◆ **Assignment**: Give the total number of lines in the data below that include "public", and nothing else.

(Saved entries)
□ □ □

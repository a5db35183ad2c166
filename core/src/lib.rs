//! Typed, synchronous client for the DirectAdmin control panel.
//!
//! # Overview
//! DirectAdmin speaks two protocols: the legacy form-encoded `CMD_*` commands
//! and the JSON `/api/*` endpoints. Both are driven through one role-scoped
//! context obtained from [`DirectAdmin`]:
//!
//! ```no_run
//! use directadmin_core::{ClientConfig, DirectAdmin};
//!
//! let client = DirectAdmin::new(ClientConfig::new("https://panel.example.com:2222"))?;
//! let reseller = client.login_as_reseller("reseller", "login-key")?;
//! for user in reseller.get_my_users()? {
//!     println!("{user}");
//! }
//! # Ok::<(), directadmin_core::Error>(())
//! ```
//!
//! # Design
//! - Requests are built and responses classified by pure functions in
//!   [`transport`]; the network round-trip happens behind the
//!   [`HttpBackend`] trait, so tests swap in a scripted backend.
//! - Legacy payloads decode into `Raw*` structs that mirror the wire and are
//!   translated into the public model in [`model`]. Modern payloads decode
//!   into the public model directly.
//! - [`AdminContext`] dereferences to [`ResellerContext`], which dereferences
//!   to [`UserContext`], so a higher role can call every lower-role
//!   operation.
//! - Calls are blocking. Bulk reads fan out on scoped threads and report
//!   every failure together.

mod api;
pub mod cache;
pub mod client;
pub mod config;
pub mod context;
pub mod error;
pub mod http;
pub mod model;
pub mod sender;
pub mod session;
pub mod translate;
pub mod transport;

#[cfg(test)]
mod test_support;

pub use api::{BackupItem, DatabaseFormat};
pub use client::DirectAdmin;
pub use config::ClientConfig;
pub use context::{AdminContext, ResellerContext, UserContext};
pub use error::{Error, Result, ResultExt};
pub use http::{HttpBackend, HttpMethod, HttpRequest, HttpResponse};
pub use model::*;
pub use sender::UreqBackend;
pub use session::{Credentials, SessionStore};
pub use transport::{Endpoint, Form, MultipartForm};
pub use translate::UNLIMITED;
//! Client entry point.
//!
//! # Design
//! `DirectAdmin` validates the base URL once and owns the pieces every
//! context shares: the parsed URL, the sender (and through it the HTTP
//! backend), and the optional cache. It carries no per-account state, so one
//! client can log in any number of accounts. Each login returns a
//! role-scoped context with its own session store.

use std::sync::Arc;

use url::{ParseError, Url};

use crate::cache::Cache;
use crate::config::ClientConfig;
use crate::context::{login, AdminContext, ResellerContext, UserContext};
use crate::error::{Error, Result};
use crate::http::HttpBackend;
use crate::model::Role;
use crate::sender::{Sender, UreqBackend};
use crate::session::Credentials;

#[derive(Debug)]
pub(crate) struct ClientInner {
    pub(crate) base: Url,
    pub(crate) sender: Sender,
    pub(crate) cache: Option<Cache>,
}

/// A client bound to one panel.
#[derive(Debug, Clone)]
pub struct DirectAdmin {
    inner: Arc<ClientInner>,
}

impl DirectAdmin {
    /// Build a client with the default blocking backend.
    pub fn new(config: ClientConfig) -> Result<Self> {
        let backend = Arc::new(UreqBackend::new(config.timeout()));
        Self::with_backend(config, backend)
    }

    /// Build a client over a custom [`HttpBackend`]. The configured timeout
    /// is the backend's concern.
    pub fn with_backend(config: ClientConfig, backend: Arc<dyn HttpBackend>) -> Result<Self> {
        let base = parse_base_url(&config.url)?;
        Ok(Self {
            inner: Arc::new(ClientInner {
                base,
                sender: Sender::new(backend, config.debug),
                cache: config.cache_enabled.then(Cache::new),
            }),
        })
    }

    pub fn url(&self) -> &Url {
        &self.inner.base
    }

    /// Log in and require the `Admin` role. The passkey is either the
    /// account password or a login key.
    pub fn login_as_admin(&self, username: &str, passkey: &str) -> Result<AdminContext> {
        let user = self.login(username, passkey, Role::Admin)?;
        Ok(AdminContext::new(user))
    }

    pub fn login_as_reseller(&self, username: &str, passkey: &str) -> Result<ResellerContext> {
        let user = self.login(username, passkey, Role::Reseller)?;
        Ok(ResellerContext::new(user))
    }

    pub fn login_as_user(&self, username: &str, passkey: &str) -> Result<UserContext> {
        self.login(username, passkey, Role::User)
    }

    fn login(&self, username: &str, passkey: &str, role: Role) -> Result<UserContext> {
        login(self.inner.clone(), Credentials::new(username, passkey), role)
    }
}

/// The base URL must be absolute, carry a host, and use http or https.
fn parse_base_url(raw: &str) -> Result<Url> {
    let url = match Url::parse(raw) {
        Ok(url) => url,
        Err(ParseError::RelativeUrlWithoutBase | ParseError::EmptyHost) => {
            return Err(Error::InvalidHost)
        }
        Err(other) => return Err(other.into()),
    };

    if !matches!(url.scheme(), "http" | "https") {
        return Err(Error::InvalidScheme(url.scheme().to_string()));
    }
    if url.host_str().map_or(true, str::is_empty) {
        return Err(Error::InvalidHost);
    }
    Ok(url)
}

□ □ □

◆ **Expected output**: 2